(Problem statement) Each line in the entries below that holds the string "Ignoring" is to be listed.

----- Data for this task

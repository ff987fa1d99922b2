//! Conversation store
//!
//! Owns the conversation list, the current conversation and its messages.
//! Every operation applies local changes first and merges the server's
//! answer when it arrives:
//! 1. User messages are appended before the request is sent
//! 2. Replies are merged into the conversation they were sent to
//! 3. Failures become notifications and never roll local changes back
//!
//! The state lock is never held across a gateway call, so a
//! [`ConversationStore::snapshot`] taken mid-request shows the optimistic state.

use std::sync::Arc;

use tokio::sync::RwLock;

use crate::api::{ApiError, Gateway};
use crate::conversation::{ChatSnapshot, Conversation, Message, MessageStatus, DEFAULT_TITLE};
use crate::storage::{self, KeyValueStore, StorageError, CHAT_SNAPSHOT_KEY};

use super::notify::Notifier;

/// Point-in-time view of the store for rendering
#[derive(Debug, Clone, Default, PartialEq)]
pub struct ChatState {
    /// Newest first
    pub conversations: Vec<Conversation>,
    pub current_id: Option<String>,
    /// Messages of the current conversation, in display order
    pub messages: Vec<Message>,
    pub loading: bool,
    /// Requests still waiting for an assistant reply
    pub in_flight: usize,
}

impl ChatState {
    pub fn current(&self) -> Option<&Conversation> {
        let id = self.current_id.as_deref()?;
        self.conversations.iter().find(|c| c.id == id)
    }

    pub fn is_sending(&self) -> bool {
        self.in_flight > 0
    }

    fn position(&self, id: &str) -> Option<usize> {
        self.conversations.iter().position(|c| c.id == id)
    }

    fn is_current(&self, id: &str) -> bool {
        self.current_id.as_deref() == Some(id)
    }

    /// Record `message` on its conversation and move that conversation to the front
    fn touch(&mut self, message: &Message) {
        if let Some(index) = self.position(&message.conversation_id) {
            let mut conversation = self.conversations.remove(index);
            conversation.record_message(message);
            self.conversations.insert(0, conversation);
        }
    }

    fn set_status(&mut self, message_id: &str, status: MessageStatus) {
        if let Some(message) = self.messages.iter_mut().find(|m| m.id == message_id) {
            message.status = status;
        }
    }
}

pub struct ConversationStore {
    gateway: Arc<dyn Gateway>,
    notifier: Notifier,
    state: RwLock<ChatState>,
}

impl ConversationStore {
    pub fn new(gateway: Arc<dyn Gateway>, notifier: Notifier) -> Self {
        Self {
            gateway,
            notifier,
            state: RwLock::new(ChatState::default()),
        }
    }

    pub async fn snapshot(&self) -> ChatState {
        self.state.read().await.clone()
    }

    pub async fn current(&self) -> Option<Conversation> {
        self.state.read().await.current().cloned()
    }

    pub async fn messages(&self) -> Vec<Message> {
        self.state.read().await.messages.clone()
    }

    pub async fn is_loading(&self) -> bool {
        self.state.read().await.loading
    }

    pub async fn is_sending(&self) -> bool {
        self.state.read().await.is_sending()
    }

    async fn set_loading(&self, loading: bool) {
        self.state.write().await.loading = loading;
    }

    /// Refresh the conversation list from the server, newest first
    ///
    /// On failure the cached list is returned.
    pub async fn list_conversations(&self) -> Vec<Conversation> {
        self.set_loading(true).await;
        let result = self.gateway.list_conversations().await;

        let mut state = self.state.write().await;
        state.loading = false;
        match result {
            Ok(mut conversations) => {
                conversations.sort_by(|a, b| b.updated_at.cmp(&a.updated_at));
                state.conversations = conversations;

                let current_missing = state
                    .current_id
                    .as_deref()
                    .is_some_and(|id| state.position(id).is_none());
                if current_missing {
                    tracing::debug!("Current conversation no longer listed");
                    state.current_id = None;
                    state.messages.clear();
                }
            }
            Err(e) => {
                drop(state);
                self.notifier.error("Error", failure_message(&e, "Failed to load conversations"));
                return self.state.read().await.conversations.clone();
            }
        }
        state.conversations.clone()
    }

    /// Start a new conversation and make it current
    ///
    /// An empty current conversation is reused instead of creating another one.
    pub async fn create_conversation(&self) -> Result<Conversation, ApiError> {
        {
            let state = self.state.read().await;
            if state.messages.is_empty() {
                if let Some(current) = state.current() {
                    tracing::debug!("Reusing empty conversation {}", current.id);
                    return Ok(current.clone());
                }
            }
        }

        self.set_loading(true).await;
        let result = self.gateway.create_conversation(DEFAULT_TITLE).await;

        let mut state = self.state.write().await;
        state.loading = false;
        match result {
            Ok(conversation) => {
                state.conversations.retain(|c| c.id != conversation.id);
                state.conversations.insert(0, conversation.clone());
                state.current_id = Some(conversation.id.clone());
                state.messages.clear();
                tracing::debug!("Created conversation {}", conversation.id);
                Ok(conversation)
            }
            Err(e) => {
                drop(state);
                self.notifier
                    .error("Error", failure_message(&e, "Failed to create conversation"));
                Err(e)
            }
        }
    }

    /// Make `id` current and load its messages; unknown ids are ignored
    pub async fn select_conversation(&self, id: &str) {
        if self.state.read().await.position(id).is_none() {
            tracing::debug!("Ignoring selection of unknown conversation {}", id);
            return;
        }
        self.load_conversation(id).await;
    }

    async fn load_conversation(&self, id: &str) {
        self.set_loading(true).await;
        let result = self.gateway.get_conversation(id).await;

        let mut state = self.state.write().await;
        state.loading = false;
        match result {
            Ok(detail) => {
                // Deleted while the request was in flight
                let Some(index) = state.position(id) else {
                    tracing::debug!("Dropping detail of removed conversation {}", id);
                    return;
                };
                state.conversations[index] = detail.conversation;
                state.current_id = Some(id.to_string());
                state.messages = detail.messages;
            }
            Err(e) => {
                drop(state);
                self.notifier
                    .error("Error", failure_message(&e, "Failed to load conversation"));
            }
        }
    }

    /// Send a user message to the current conversation
    ///
    /// Creates a conversation first when none is current. Only empty content
    /// is reported to the caller; every other failure becomes a notification.
    pub async fn send_message(&self, content: &str) -> Result<(), ApiError> {
        let content = content.trim();
        if content.is_empty() {
            return Err(ApiError::Validation("Message content is required".to_string()));
        }

        let current_id = self.state.read().await.current_id.clone();
        let conversation_id = match current_id {
            Some(id) => id,
            None => match self.create_conversation().await {
                Ok(conversation) => conversation.id,
                Err(e) => {
                    tracing::error!("Failed to create conversation and send message: {}", e);
                    return Ok(());
                }
            },
        };

        self.send_to(&conversation_id, content).await;
        Ok(())
    }

    async fn send_to(&self, conversation_id: &str, content: &str) {
        let user_message = Message::pending_user(conversation_id, content);
        let user_message_id = user_message.id.clone();
        {
            let mut state = self.state.write().await;
            state.touch(&user_message);
            state.messages.push(user_message);
            state.in_flight += 1;
        }

        let result = self.gateway.send_message(conversation_id, content).await;

        let mut state = self.state.write().await;
        state.in_flight = state.in_flight.saturating_sub(1);
        match result {
            Ok(reply) => {
                state.set_status(&user_message_id, MessageStatus::Sent);
                if state.position(conversation_id).is_none() {
                    tracing::debug!("Dropping reply for removed conversation {}", conversation_id);
                    return;
                }
                state.touch(&reply);
                if state.is_current(conversation_id) {
                    state.messages.push(reply);
                } else {
                    tracing::debug!(
                        "Reply for {} arrived after switching conversations",
                        conversation_id
                    );
                }
            }
            Err(e) => {
                state.set_status(&user_message_id, MessageStatus::Failed);
                drop(state);
                self.notifier
                    .error("Error", failure_message(&e, "Failed to send message"));
            }
        }
    }

    /// Remove a conversation; the next one becomes current if it was selected
    pub async fn delete_conversation(&self, id: &str) {
        let next = {
            let mut state = self.state.write().await;
            let Some(index) = state.position(id) else {
                tracing::debug!("Ignoring deletion of unknown conversation {}", id);
                return;
            };
            state.conversations.remove(index);

            if state.is_current(id) {
                state.messages.clear();
                state.current_id = state.conversations.first().map(|c| c.id.clone());
                state.current_id.clone()
            } else {
                None
            }
        };

        if let Err(e) = self.gateway.delete_conversation(id).await {
            self.notifier
                .error("Error", failure_message(&e, "Failed to delete conversation"));
        }

        if let Some(next_id) = next {
            self.load_conversation(&next_id).await;
        }
    }

    /// Forget all conversations, e.g. on logout
    pub async fn reset(&self) {
        *self.state.write().await = ChatState::default();
    }

    pub async fn to_snapshot(&self) -> ChatSnapshot {
        let state = self.state.read().await;
        ChatSnapshot {
            conversations: state.conversations.clone(),
            current_id: state.current_id.clone(),
            messages: state.messages.clone(),
        }
    }

    /// Replace the store's contents with a snapshot
    ///
    /// A current id that is not in the snapshot's list is dropped along with
    /// its messages.
    pub async fn restore_snapshot(&self, snapshot: ChatSnapshot) {
        let mut state = self.state.write().await;
        let current_known = snapshot
            .current_id
            .as_deref()
            .is_some_and(|id| snapshot.conversations.iter().any(|c| c.id == id));

        state.conversations = snapshot.conversations;
        if current_known {
            state.current_id = snapshot.current_id;
            state.messages = snapshot.messages;
        } else {
            state.current_id = None;
            state.messages.clear();
        }
    }

    pub async fn save(&self, store: &dyn KeyValueStore) -> Result<(), StorageError> {
        let snapshot = self.to_snapshot().await;
        storage::save_json(store, CHAT_SNAPSHOT_KEY, &snapshot).await
    }

    /// Load the persisted snapshot; returns whether one was found
    pub async fn load(&self, store: &dyn KeyValueStore) -> Result<bool, StorageError> {
        match storage::load_json::<ChatSnapshot>(store, CHAT_SNAPSHOT_KEY).await? {
            Some(snapshot) => {
                self.restore_snapshot(snapshot).await;
                Ok(true)
            }
            None => Ok(false),
        }
    }
}

fn failure_message(err: &ApiError, fallback: &str) -> String {
    let message = err.to_string();
    if message.is_empty() {
        fallback.to_string()
    } else {
        format!("{}: {}", fallback, message)
    }
}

----------

(Written solution)
            tracing::debug!("Ignoring selection of unknown conversation {}", id);
                tracing::debug!("Ignoring deletion of unknown conversation {}", id);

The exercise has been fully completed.